Health and wellness expert Dr Darren Green explains that jet lag occurs when a person travels across multiple time zones and has trouble adjusting to the new schedule.
Dr Green advises that jet lag disrupts the body clock, otherwise known as the circadian rhythm.
Also on air travel: 'Jacob Zuma didn't know you have to pay for food on the plane'
Jet lag, also called flight fatigue, can cause fatigue, insomnia, and other symptoms, he says.
According to Dr Green, people need one day for every one-hour time zone crossed to get back to their normal rhythm and energy levels.
He explains that jet lag affects the performance of artists, professional athletes and businessmen who travel regularly.
Tips on helping minimise jet lag:
- create comfort on the flight
- wear dark eye patches on the flight
- consider taking sleeping tablets on long-distances flights
- expose yourself to light at the new destination
- familairise yourself with the new environment
- stick to the same sleep schedule
- stick to the same bedtime habits and nightime routine (e.g. brushing teeth, lights, pillows, pajamas)

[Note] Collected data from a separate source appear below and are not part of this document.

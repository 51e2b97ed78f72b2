//! Quote request value objects
//!
//! A [`QuoteRequest`] is the validated, typed input to the pricing engine.
//! Each categorical attribute is a closed enum carrying its wire label
//! (`"Under $5,000"`, `"A Lot"`, ...). Labels are what clients send and what
//! quotes echo back; the enums serialize to and parse from them.

use serde::{Deserialize, Deserializer, Serialize, Serializer};
use std::fmt;
use std::str::FromStr;

use crate::error::RatingError;

macro_rules! rating_option {
    (
        $(#[$meta:meta])*
        $name:ident, $field:literal {
            $( $(#[$vmeta:meta])* $variant:ident => $label:literal ),+ $(,)?
        }
    ) => {
        $(#[$meta])*
        #[derive(Debug, Clone, Copy, PartialEq, Eq, Hash)]
        pub enum $name {
            $( $(#[$vmeta])* $variant ),+
        }

        impl $name {
            /// Every option, in display order
            pub const ALL: &'static [$name] = &[$( $name::$variant ),+];

            /// Returns the wire label for this option
            pub fn label(&self) -> &'static str {
                match self {
                    $( $name::$variant => $label ),+
                }
            }

            /// Returns the wire labels of every option, in display order
            pub fn labels() -> Vec<&'static str> {
                Self::ALL.iter().map(|option| option.label()).collect()
            }
        }

        impl fmt::Display for $name {
            fn fmt(&self, f: &mut fmt::Formatter<'_>) -> fmt::Result {
                f.write_str(self.label())
            }
        }

        impl FromStr for $name {
            type Err = RatingError;

            fn from_str(s: &str) -> Result<Self, Self::Err> {
                match s {
                    $( $label => Ok($name::$variant), )+
                    other => Err(RatingError::unknown_option($field, other, &Self::labels())),
                }
            }
        }

        impl Serialize for $name {
            fn serialize<S>(&self, serializer: S) -> Result<S::Ok, S::Error>
            where
                S: Serializer,
            {
                serializer.serialize_str(self.label())
            }
        }

        impl<'de> Deserialize<'de> for $name {
            fn deserialize<D>(deserializer: D) -> Result<Self, D::Error>
            where
                D: Deserializer<'de>,
            {
                let label = String::deserialize(deserializer)?;
                label.parse().map_err(serde::de::Error::custom)
            }
        }
    };
}

rating_option! {
    /// Category of the insured vehicle
    VehicleCategory, "vehicle category" {
        Economy => "Economy",
        Standard => "Standard",
        Luxury => "Luxury",
    }
}

rating_option! {
    /// Coverage tier requested
    CoverageLevel, "coverage level" {
        /// Liability and uninsured motorist only
        Basic => "Basic",
        /// Adds rental, comprehensive and collision with a $500 deductible
        Standard => "Standard",
        /// Higher limits and a $250 deductible
        Premium => "Premium",
    }
}

rating_option! {
    /// Marital status of the primary driver
    MaritalStatus, "marital status" {
        Single => "Single",
        Married => "Married",
        Divorced => "Divorced",
        Widowed => "Widowed",
    }
}

rating_option! {
    /// Home ownership status of the primary driver
    HomeOwnership, "home ownership" {
        Own => "Own",
        Rent => "Rent",
        Other => "Other",
    }
}

rating_option! {
    /// How the vehicle is held
    CarOwnership, "car ownership" {
        Own => "Own",
        Lease => "Lease",
        Finance => "Finance",
    }
}

rating_option! {
    /// Estimated market value band of the vehicle
    VehicleValue, "vehicle value" {
        Low => "Under $5,000",
        Medium => "$5,000 - $40,000",
        High => "Over $40,000",
    }
}

rating_option! {
    /// How often the vehicle is driven
    DrivingFrequency, "driving frequency" {
        Low => "Very Little",
        Medium => "Average",
        High => "A Lot",
    }
}

impl CoverageLevel {
    /// Returns true for the tiers that include physical damage and rental coverage
    pub fn includes_physical_damage(&self) -> bool {
        matches!(self, CoverageLevel::Standard | CoverageLevel::Premium)
    }
}

/// A validated request for a vehicle insurance quote
///
/// Construct one through [`crate::validation::QuoteRequestValidator`]; the
/// pricing engine assumes every field is already within bounds.
#[derive(Debug, Clone, PartialEq, Eq, Serialize, Deserialize)]
pub struct QuoteRequest {
    pub vehicle_category: VehicleCategory,
    pub vehicle_year: i32,
    pub coverage_level: CoverageLevel,
    pub marital_status: MaritalStatus,
    pub age: u32,
    pub home_ownership: HomeOwnership,
    pub car_ownership: CarOwnership,
    pub vehicle_value: VehicleValue,
    pub driving_frequency: DrivingFrequency,
    pub zip_code: String,
}

impl QuoteRequest {
    /// Age of the vehicle in whole years relative to `current_year`
    ///
    /// Negative for next year's models.
    pub fn vehicle_age(&self, current_year: i32) -> i32 {
        current_year - self.vehicle_year
    }
}

/// An unvalidated quote request as received from a caller
///
/// Every categorical field is still a free-form label and the numeric
/// fields are unbounded.
#[derive(Debug, Clone, PartialEq, Eq, Serialize, Deserialize)]
pub struct RawQuoteRequest {
    pub vehicle_category: String,
    pub vehicle_year: i32,
    pub coverage_level: String,
    pub marital_status: String,
    pub age: i32,
    pub home_ownership: String,
    pub car_ownership: String,
    pub vehicle_value: String,
    pub driving_frequency: String,
    pub zip_code: String,
}

impl From<&QuoteRequest> for RawQuoteRequest {
    fn from(request: &QuoteRequest) -> Self {
        Self {
            vehicle_category: request.vehicle_category.label().to_string(),
            vehicle_year: request.vehicle_year,
            coverage_level: request.coverage_level.label().to_string(),
            marital_status: request.marital_status.label().to_string(),
            age: i32::try_from(request.age).unwrap_or(i32::MAX),
            home_ownership: request.home_ownership.label().to_string(),
            car_ownership: request.car_ownership.label().to_string(),
            vehicle_value: request.vehicle_value.label().to_string(),
            driving_frequency: request.driving_frequency.label().to_string(),
            zip_code: request.zip_code.clone(),
        }
    }
}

- consult with your doctor or pharmacist about using melatonin medication
If you go to the West, you increase the length of your day.— Dr Darren Green, Health and Wellness expert
Something as simple as eye patches can make a massive difference to your trip.— Dr Darren Green, Health and Wellness expert
Dr Green shared advice on jet lag and other travel and flight-related health concerns.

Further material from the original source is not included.